I’d spent about 16 years working in the energy sector, first for the utility in my own community and then across the program life cycle. I got to see how deeply energy burdens affected people’s lives. I couldn’t think of the calculations on my screen as abstract numbers—they were my neighbors choosing between comfort and affordability, or moms like me living in homes that were inefficient and unhealthy because no one helped them see other options. I knew that helping people reduce their energy bills was about more than savings—it was about improving quality of life.
But 2020 changed something in me. The urgency became sharper. The questions became bigger. The quiet idea became ever louder and more persistent.
For a long time, I stayed quiet in spaces where I knew I had something to say. But in the wake of George Floyd’s murder, silence wasn’t an option anymore. I began speaking up inside my organization, which became a working group, which ultimately evolved into the realization that equity wasn’t a side project for me. This was the work I needed to do full time.
It was a moment when so much could no longer be ignored. We were watching inequities sharpen in real time. And I began to see that “saving customers money” wasn’t enough. It was time to become intentional about how we did it, who benefited, and whose comfort and safety had been overlooked.
I found myself thinking about what I wanted my children to see in the world. I thought about energy, enthusiasm, and the idea of dreaming in color. Late one night, with just me, my computer, and a dream in color, I registered Encolor.
One of my first projects was a training with AESP about how to design more equitable programs that would focus on the people behind the meter.
When I launched, I thought that’s what my career would look like: just me working behind the scenes to help organizations design programs that were more inclusive and help individuals leading program design and evaluation become champions for equity.
Five years later, Encolor has become something I never could have fully envisioned. It’s taken on a life of its own, seeded by possibility, imagination, and the futures our children deserve.
Along the way, a lot of people took chances on Encolor. Organizations hired us to help them build equity plans, develop more equitable programs, facilitate co-creation groups, evaluate their programs for human-centered impact, and more. When I started this company, it was just me trying to make a dent in the way our industry approached equity. Today, Encolor is a team of people who chose to take a chance on doing things differently. Their courage humbles me every day.
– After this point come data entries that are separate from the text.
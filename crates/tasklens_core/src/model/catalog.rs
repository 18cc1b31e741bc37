//! Project and label records.
//!
//! Both are referenced by id from tasks. Deletion cascades in the external
//! store, so readers must treat unknown ids as absent.

use crate::model::task::{LabelId, ProjectId};
use serde::{Deserialize, Serialize};
use uuid::Uuid;

/// Grouping container for tasks.
#[derive(Debug, Clone, PartialEq, Eq, Serialize, Deserialize)]
pub struct Project {
    pub id: ProjectId,
    pub name: String,
    #[serde(default)]
    pub description: Option<String>,
    /// Display color, e.g. `#808080`.
    #[serde(default)]
    pub color: String,
}

impl Project {
    pub fn new(name: impl Into<String>) -> Self {
        Self {
            id: Uuid::new_v4(),
            name: name.into(),
            description: None,
            color: String::new(),
        }
    }
}

/// Free-form tag attached to tasks.
#[derive(Debug, Clone, PartialEq, Eq, Serialize, Deserialize)]
pub struct Label {
    pub id: LabelId,
    pub name: String,
    #[serde(default)]
    pub color: String,
}

impl Label {
    pub fn new(name: impl Into<String>) -> Self {
        Self {
            id: Uuid::new_v4(),
            name: name.into(),
            color: String::new(),
        }
    }
}

/// Resolves a project name, treating dangling references as absent.
pub fn project_name<'a>(projects: &'a [Project], id: Option<ProjectId>) -> Option<&'a str> {
    let id = id?;
    projects
        .iter()
        .find(|project| project.id == id)
        .map(|project| project.name.as_str())
}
We’ve grown into an organization that pushes boundaries, surfaces questions our industry hasn’t asked before, and invites people to think differently. I’m proud of that. I’m proud of a team that shows up bravely, stands in front of rooms full of people, and is vulnerable enough to ask: Why is this the way that it is? What are your goals, really? What does success look like for you—and for the people you serve? How can we help you do this differently to achieve better results for your community?
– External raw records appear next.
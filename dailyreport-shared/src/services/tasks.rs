/// Task engine
///
/// Admins create and assign tasks; assignees read them, move them through
/// their statuses and comment on them. Deletion is soft: the task keeps its
/// row and comments but drops out of every listing.

use chrono::Utc;
use std::sync::Arc;
use tracing::{debug, info};
use uuid::Uuid;

use super::{ensure_valid, user_lookup, ServiceError, ServiceResult};
use crate::auth::authorization::{authorize, may_write_field, require_admin, Operation, Target};
use crate::auth::middleware::AuthContext;
use crate::models::comment::{AddCommentRequest, CommentParent, CommentView, CreateComment};
use crate::models::task::{
    complete_counts, CreateTaskRequest, Task, TaskBrief, TaskStats, TaskView, UpdateTaskRequest,
};
use crate::models::ResourceKind;
use crate::query::builder::{
    build_my_tasks, build_task_query, build_task_search, overdue_filter, task_scope,
    MyTasksParams, TaskListParams, TaskSearchParams,
};
use crate::query::pagination::Page;
use crate::query::QuerySpec;
use crate::store::Store;

/// Task operations
#[derive(Clone)]
pub struct TaskService {
    store: Arc<dyn Store>,
}

impl TaskService {
    pub fn new(store: Arc<dyn Store>) -> Self {
        Self { store }
    }

    /// Lists the active tasks visible to the caller
    pub async fn list(
        &self,
        auth: &AuthContext,
        params: &TaskListParams,
    ) -> ServiceResult<Page<TaskView>> {
        let spec = build_task_query(auth, params)?;

        let tasks = self.store.list_tasks(&spec).await?;
        let total = self.store.count_tasks(&spec.filter).await?;
        let views = self.views(tasks).await?;

        Ok(Page::new(views, total, spec.page, spec.limit))
    }

    /// Reads one task with its comments
    ///
    /// Soft-deleted tasks are only visible to admins.
    pub async fn get(&self, auth: &AuthContext, id: Uuid) -> ServiceResult<TaskView> {
        let task = self.load_visible(auth, id).await?;
        authorize(auth, Operation::Read, &target(&task))?;

        let comments = self.store.list_comments(CommentParent::Task, id).await?;
        let users = user_lookup(self.store.as_ref(), comments.iter().map(|c| c.user_id)).await?;
        let comments = comments
            .into_iter()
            .map(|c| {
                let user = users.get(&c.user_id).cloned();
                CommentView::new(c, user)
            })
            .collect();

        Ok(self.view(task).await?.with_comments(comments))
    }

    /// Creates and assigns a task; admin only
    pub async fn create(
        &self,
        auth: &AuthContext,
        payload: CreateTaskRequest,
    ) -> ServiceResult<TaskView> {
        require_admin(auth)?;

        let data = payload.into_create(auth.user_id)?;
        self.require_user(data.assigned_to).await?;

        let task = self.store.insert_task(data).await?;
        info!(
            task_id = %task.id,
            assigned_to = %task.assigned_to,
            assigned_by = %task.assigned_by,
            "Task created"
        );

        self.view(task).await
    }

    /// Applies a partial update
    ///
    /// Assignees may not reassign or reprioritize; those fields are dropped
    /// from their payload and the rest is applied.
    pub async fn update(
        &self,
        auth: &AuthContext,
        id: Uuid,
        mut payload: UpdateTaskRequest,
    ) -> ServiceResult<TaskView> {
        let task = self.load_visible(auth, id).await?;
        authorize(auth, Operation::Update, &target(&task))?;

        let stripped = payload.strip(|field| may_write_field(auth, ResourceKind::Task, field));
        if !stripped.is_empty() {
            debug!(
                user_id = %auth.user_id,
                task_id = %id,
                fields = ?stripped,
                "Stripped fields the caller may not write"
            );
        }

        let data = payload.into_update()?;
        for user_id in [data.assigned_to, data.assigned_by].into_iter().flatten() {
            self.require_user(user_id).await?;
        }

        let updated = self
            .store
            .update_task(id, data)
            .await?
            .ok_or_else(not_found)?;

        info!(
            task_id = %id,
            user_id = %auth.user_id,
            status = ?updated.status,
            "Task updated"
        );

        self.view(updated).await
    }

    /// Soft-deletes a task; repeating the call succeeds
    pub async fn delete(&self, auth: &AuthContext, id: Uuid) -> ServiceResult<()> {
        let task = self.load(id).await?;
        authorize(auth, Operation::Delete, &target(&task))?;

        if task.is_active {
            self.store.soft_delete_task(id).await?;
            info!(task_id = %id, user_id = %auth.user_id, "Task deactivated");
        }

        Ok(())
    }

    /// Appends a comment as the caller
    pub async fn add_comment(
        &self,
        auth: &AuthContext,
        id: Uuid,
        mut payload: AddCommentRequest,
    ) -> ServiceResult<CommentView> {
        ensure_valid(payload.check())?;

        let task = self.load_visible(auth, id).await?;
        authorize(auth, Operation::Comment, &target(&task))?;

        let comment = self
            .store
            .append_comment(CreateComment {
                parent_kind: CommentParent::Task,
                parent_id: id,
                user_id: auth.user_id,
                content: payload.content,
            })
            .await?;
        debug!(task_id = %id, user_id = %auth.user_id, "Comment added to task");

        let user = self.store.find_user(auth.user_id).await?;
        Ok(CommentView::new(comment, user.as_ref().map(Into::into)))
    }

    /// Searches the caller's open tasks by title and description
    pub async fn search(
        &self,
        auth: &AuthContext,
        params: &TaskSearchParams,
    ) -> ServiceResult<Vec<TaskBrief>> {
        let spec = build_task_search(auth, params)?;
        self.briefs(&spec).await
    }

    /// The caller's active tasks in any status
    pub async fn my_tasks(
        &self,
        auth: &AuthContext,
        params: &MyTasksParams,
    ) -> ServiceResult<Vec<TaskBrief>> {
        let spec = build_my_tasks(auth, params)?;
        self.briefs(&spec).await
    }

    /// Counts over the caller's visible tasks
    pub async fn stats(&self, auth: &AuthContext) -> ServiceResult<TaskStats> {
        let scope = task_scope(auth);

        let total = self.store.count_tasks(&scope).await?;
        let by_status = self.store.count_tasks_by_status(&scope).await?;
        let by_priority = self.store.count_tasks_by_priority(&scope).await?;
        let overdue_count = self
            .store
            .count_tasks(&overdue_filter(auth, Utc::now()))
            .await?;

        Ok(TaskStats {
            total,
            by_status: complete_counts(&by_status),
            by_priority: complete_counts(&by_priority),
            overdue_count,
        })
    }

    async fn load(&self, id: Uuid) -> ServiceResult<Task> {
        self.store.find_task(id).await?.ok_or_else(not_found)
    }

    async fn load_visible(&self, auth: &AuthContext, id: Uuid) -> ServiceResult<Task> {
        let task = self.load(id).await?;
        if !task.is_active && !auth.is_admin() {
            return Err(not_found());
        }
        Ok(task)
    }

    async fn require_user(&self, id: Uuid) -> ServiceResult<()> {
        match self.store.find_user(id).await? {
            Some(_) => Ok(()),
            None => Err(ServiceError::NotFound("Assigned user not found".to_string())),
        }
    }

    async fn briefs(&self, spec: &QuerySpec) -> ServiceResult<Vec<TaskBrief>> {
        let now = Utc::now();
        Ok(self
            .store
            .list_tasks(spec)
            .await?
            .into_iter()
            .map(|task| TaskBrief::new(task, now))
            .collect())
    }

    async fn view(&self, task: Task) -> ServiceResult<TaskView> {
        let mut views = self.views(vec![task]).await?;
        views.pop().ok_or_else(not_found)
    }

    async fn views(&self, tasks: Vec<Task>) -> ServiceResult<Vec<TaskView>> {
        let users = user_lookup(
            self.store.as_ref(),
            tasks.iter().flat_map(|t| [t.assigned_to, t.assigned_by]),
        )
        .await?;
        let now = Utc::now();

        Ok(tasks
            .into_iter()
            .map(|task| {
                let assigned_to = users.get(&task.assigned_to).cloned();
                let assigned_by = users.get(&task.assigned_by).cloned();
                TaskView::new(task, assigned_to, assigned_by, now)
            })
            .collect())
    }
}

fn target(task: &Task) -> Target {
    Target::Task {
        assigned_to: task.assigned_to,
    }
}

fn not_found() -> ServiceError {
    ServiceError::NotFound("Task not found".to_string())
}

#[cfg(test)]
mod tests {
    use super::*;
    use crate::models::task::{TaskPriority, TaskStatus};
    use crate::models::user::{CreateUser, Role};
    use crate::store::memory::MemoryStore;

    async fn setup() -> (TaskService, AuthContext, AuthContext) {
        let store = Arc::new(MemoryStore::new());
        let mut ids = Vec::new();
        for (email, role) in [("admin@example.com", Role::Admin), ("u@example.com", Role::User)] {
            let user = store
                .insert_user(CreateUser {
                    name: "Test".to_string(),
                    email: email.to_string(),
                    password_hash: "hash".to_string(),
                    role,
                })
                .await
                .unwrap();
            ids.push(AuthContext::new(user.id, role));
        }
        (TaskService::new(store), ids[0], ids[1])
    }

    fn request(assignee: Uuid) -> CreateTaskRequest {
        CreateTaskRequest {
            title: "Write the weekly summary".to_string(),
            description: "Collect the numbers and write it up".to_string(),
            assigned_to: Some(assignee.to_string()),
            due_date: Some("2030-01-15".to_string()),
            ..Default::default()
        }
    }

    #[tokio::test]
    async fn test_create_requires_admin() {
        let (tasks, _, user) = setup().await;
        let err = tasks.create(&user, request(user.user_id)).await.unwrap_err();
        assert!(matches!(err, ServiceError::Forbidden(m) if m == "Admin access required"));
    }

    #[tokio::test]
    async fn test_create_rejects_unknown_assignee() {
        let (tasks, admin, _) = setup().await;
        let err = tasks.create(&admin, request(Uuid::new_v4())).await.unwrap_err();
        assert!(matches!(err, ServiceError::NotFound(_)));
    }

    #[tokio::test]
    async fn test_create_resolves_references() {
        let (tasks, admin, user) = setup().await;
        let view = tasks.create(&admin, request(user.user_id)).await.unwrap();

        assert_eq!(view.assigned_to.map(|u| u.id), Some(user.user_id));
        assert_eq!(view.assigned_by.map(|u| u.id), Some(admin.user_id));
        assert_eq!(view.status, TaskStatus::Pending);
        assert_eq!(view.priority, TaskPriority::Medium);
        assert!(!view.is_overdue);
    }

    #[tokio::test]
    async fn test_assignee_cannot_reprioritize() {
        let (tasks, admin, user) = setup().await;
        let created = tasks.create(&admin, request(user.user_id)).await.unwrap();

        let view = tasks
            .update(
                &user,
                created.id,
                UpdateTaskRequest {
                    status: Some("in_progress".to_string()),
                    priority: Some("urgent".to_string()),
                    ..Default::default()
                },
            )
            .await
            .unwrap();
        assert_eq!(view.status, TaskStatus::InProgress);
        assert_eq!(view.priority, TaskPriority::Medium);
    }

    #[tokio::test]
    async fn test_deleted_task_hidden_from_assignee() {
        let (tasks, admin, user) = setup().await;
        let created = tasks.create(&admin, request(user.user_id)).await.unwrap();

        tasks.delete(&admin, created.id).await.unwrap();
        tasks.delete(&admin, created.id).await.unwrap();

        assert!(matches!(
            tasks.get(&user, created.id).await,
            Err(ServiceError::NotFound(_))
        ));
        let view = tasks.get(&admin, created.id).await.unwrap();
        assert!(!view.is_active);
    }

    #[tokio::test]
    async fn test_stats_cover_every_variant() {
        let (tasks, admin, user) = setup().await;
        tasks.create(&admin, request(user.user_id)).await.unwrap();

        let stats = tasks.stats(&user).await.unwrap();
        assert_eq!(stats.total, 1);
        assert_eq!(stats.by_status.len(), 4);
        assert_eq!(stats.by_priority.len(), 4);
        assert_eq!(stats.overdue_count, 0);
    }
}
/// Middleware modules for the API server
///
/// - `security`: security headers on every response
/// - `rate_limit`: token bucket limiting for the authentication routes

pub mod rate_limit;
pub mod security;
To our clients, partners, collaborators, and supporters—thank you. Thank you for stepping into this work with openness, for challenging yourselves, and for committing to a vision of an energy future where people are seen, heard, and valued. Thank you for choosing to focus on humans in an industry that, for as long as I’ve been in it, has focused on numbers.
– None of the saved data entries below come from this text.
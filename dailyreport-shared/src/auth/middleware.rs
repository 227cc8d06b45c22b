/// Request authentication
///
/// The API's JWT layer calls [`authenticate`] for every protected request. It
/// validates the bearer token, loads the account from the store and rejects
/// unknown or deactivated users. The resulting [`AuthContext`] is the identity
/// every engine operation receives; its role always comes from the stored
/// user, never from the token.
///
/// # Request Extensions
///
/// After successful authentication the layer inserts an [`AuthContext`].
/// Handlers take it as an argument directly:
///
/// ```
/// use dailyreport_shared::auth::middleware::AuthContext;
///
/// async fn handler(auth: AuthContext) -> String {
///     format!("User: {}, admin: {}", auth.user_id, auth.is_admin())
/// }
/// ```

use async_trait::async_trait;
use axum::{
    extract::FromRequestParts,
    http::{header, request::Parts, HeaderMap, StatusCode},
    response::{IntoResponse, Response},
    Json,
};
use serde::{Deserialize, Serialize};
use serde_json::json;
use uuid::Uuid;

use super::jwt::{validate_token, JwtError};
use crate::models::user::Role;
use crate::store::Store;

/// Verified caller identity
#[derive(Debug, Clone, Copy, PartialEq, Eq, Serialize, Deserialize)]
pub struct AuthContext {
    /// Authenticated user ID
    pub user_id: Uuid,

    /// Role of the stored user at request time
    pub role: Role,
}

impl AuthContext {
    pub fn new(user_id: Uuid, role: Role) -> Self {
        Self { user_id, role }
    }

    pub fn is_admin(&self) -> bool {
        self.role.is_admin()
    }
}

/// Error type for request authentication
#[derive(Debug, thiserror::Error)]
pub enum AuthError {
    /// Missing authorization header
    #[error("Missing credentials")]
    MissingCredentials,

    /// Invalid authorization header format
    #[error("{0}")]
    InvalidFormat(String),

    /// Token validation failed, or its user is gone or inactive
    #[error("{0}")]
    InvalidToken(String),

    /// Store lookup failed
    #[error("Database error: {0}")]
    DatabaseError(String),
}

impl IntoResponse for AuthError {
    fn into_response(self) -> Response {
        let (status, error) = match &self {
            AuthError::MissingCredentials | AuthError::InvalidToken(_) => {
                (StatusCode::UNAUTHORIZED, "unauthorized")
            }
            AuthError::InvalidFormat(_) => (StatusCode::BAD_REQUEST, "bad_request"),
            AuthError::DatabaseError(_) => (StatusCode::INTERNAL_SERVER_ERROR, "internal_error"),
        };

        let message = match &self {
            AuthError::DatabaseError(_) => "An internal error occurred".to_string(),
            other => other.to_string(),
        };

        (status, Json(json!({ "error": error, "message": message }))).into_response()
    }
}

/// Extracts the token from an `Authorization: Bearer <token>` header
pub fn extract_bearer_token(headers: &HeaderMap) -> Result<&str, AuthError> {
    let auth_header = headers
        .get(header::AUTHORIZATION)
        .and_then(|v| v.to_str().ok())
        .ok_or(AuthError::MissingCredentials)?;

    let token = auth_header
        .strip_prefix("Bearer ")
        .ok_or_else(|| AuthError::InvalidFormat("Expected Bearer token".to_string()))?;

    if token.trim().is_empty() {
        return Err(AuthError::MissingCredentials);
    }

    Ok(token.trim())
}

/// Resolves the caller of a request
///
/// # Errors
///
/// - `MissingCredentials` / `InvalidFormat` for a missing or malformed header
/// - `InvalidToken` for a bad, expired or foreign token, or when the user no
///   longer exists or is deactivated
/// - `DatabaseError` when the store lookup fails
pub async fn authenticate(
    store: &dyn Store,
    secret: &str,
    headers: &HeaderMap,
) -> Result<AuthContext, AuthError> {
    let token = extract_bearer_token(headers)?;

    let claims = validate_token(token, secret).map_err(|e| match e {
        JwtError::Expired => AuthError::InvalidToken("Token expired".to_string()),
        JwtError::InvalidIssuer => AuthError::InvalidToken("Invalid issuer".to_string()),
        _ => AuthError::InvalidToken("Invalid token".to_string()),
    })?;

    let user = store
        .find_user(claims.sub)
        .await
        .map_err(|e| AuthError::DatabaseError(e.to_string()))?
        .ok_or_else(|| AuthError::InvalidToken("User no longer exists".to_string()))?;

    if !user.is_active {
        tracing::debug!(user_id = %user.id, "Rejected token of deactivated user");
        return Err(AuthError::InvalidToken("Account is deactivated".to_string()));
    }

    Ok(AuthContext::new(user.id, user.role))
}

#[async_trait]
impl<S> FromRequestParts<S> for AuthContext
where
    S: Send + Sync,
{
    type Rejection = AuthError;

    async fn from_request_parts(parts: &mut Parts, _state: &S) -> Result<Self, Self::Rejection> {
        parts
            .extensions
            .get::<AuthContext>()
            .copied()
            .ok_or(AuthError::MissingCredentials)
    }
}

#[cfg(test)]
mod tests {
    use super::*;
    use crate::auth::jwt::issue_token;
    use crate::models::user::CreateUser;
    use crate::store::memory::MemoryStore;
    use axum::http::HeaderValue;

    const SECRET: &str = "test-secret-key-at-least-32-bytes-long";

    fn bearer(token: &str) -> HeaderMap {
        let mut headers = HeaderMap::new();
        headers.insert(
            header::AUTHORIZATION,
            HeaderValue::from_str(&format!("Bearer {}", token)).unwrap(),
        );
        headers
    }

    async fn seed(store: &MemoryStore, role: Role) -> Uuid {
        store
            .insert_user(CreateUser {
                name: "Jane".to_string(),
                email: format!("{}@example.com", Uuid::new_v4()),
                password_hash: "hash".to_string(),
                role,
            })
            .await
            .unwrap()
            .id
    }

    #[test]
    fn test_extract_bearer_token() {
        assert_eq!(extract_bearer_token(&bearer("abc")).unwrap(), "abc");
        assert!(matches!(
            extract_bearer_token(&HeaderMap::new()),
            Err(AuthError::MissingCredentials)
        ));

        let mut basic = HeaderMap::new();
        basic.insert(header::AUTHORIZATION, HeaderValue::from_static("Basic abc"));
        assert!(matches!(
            extract_bearer_token(&basic),
            Err(AuthError::InvalidFormat(_))
        ));
    }

    #[tokio::test]
    async fn test_authenticate_uses_stored_role() {
        let store = MemoryStore::new();
        let id = seed(&store, Role::Admin).await;

        // Token claims say user, the account says admin
        let token = issue_token(id, Role::User, 1, SECRET).unwrap();
        let auth = authenticate(&store, SECRET, &bearer(&token)).await.unwrap();

        assert_eq!(auth, AuthContext::new(id, Role::Admin));
    }

    #[tokio::test]
    async fn test_authenticate_rejects_unknown_and_inactive_users() {
        let store = MemoryStore::new();

        let token = issue_token(Uuid::new_v4(), Role::User, 1, SECRET).unwrap();
        assert!(matches!(
            authenticate(&store, SECRET, &bearer(&token)).await,
            Err(AuthError::InvalidToken(_))
        ));

        let id = seed(&store, Role::User).await;
        store
            .update_user(
                id,
                crate::models::user::UpdateUser {
                    is_active: Some(false),
                    ..Default::default()
                },
            )
            .await
            .unwrap();

        let token = issue_token(id, Role::User, 1, SECRET).unwrap();
        assert!(matches!(
            authenticate(&store, SECRET, &bearer(&token)).await,
            Err(AuthError::InvalidToken(_))
        ));
    }

    #[test]
    fn test_auth_error_into_response() {
        assert_eq!(
            AuthError::MissingCredentials.into_response().status(),
            StatusCode::UNAUTHORIZED
        );
        assert_eq!(
            AuthError::InvalidFormat("test".to_string()).into_response().status(),
            StatusCode::BAD_REQUEST
        );
        assert_eq!(
            AuthError::DatabaseError("test".to_string()).into_response().status(),
            StatusCode::INTERNAL_SERVER_ERROR
        );
    }
}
Five years in, I’m more energized than ever. We still have so much to build, question, and reimagine. And I’m grateful you’re here with us on the journey.
The next five years will be more challenging and push us to drive deeper toward change. Encolor won’t solve system-level problems alone—no single organization can. But we can be one of the voices pushing the work forward, asking harder questions, and modeling what it looks like to center people. We hope you’ll continue to push the boundaries with us for the next five years.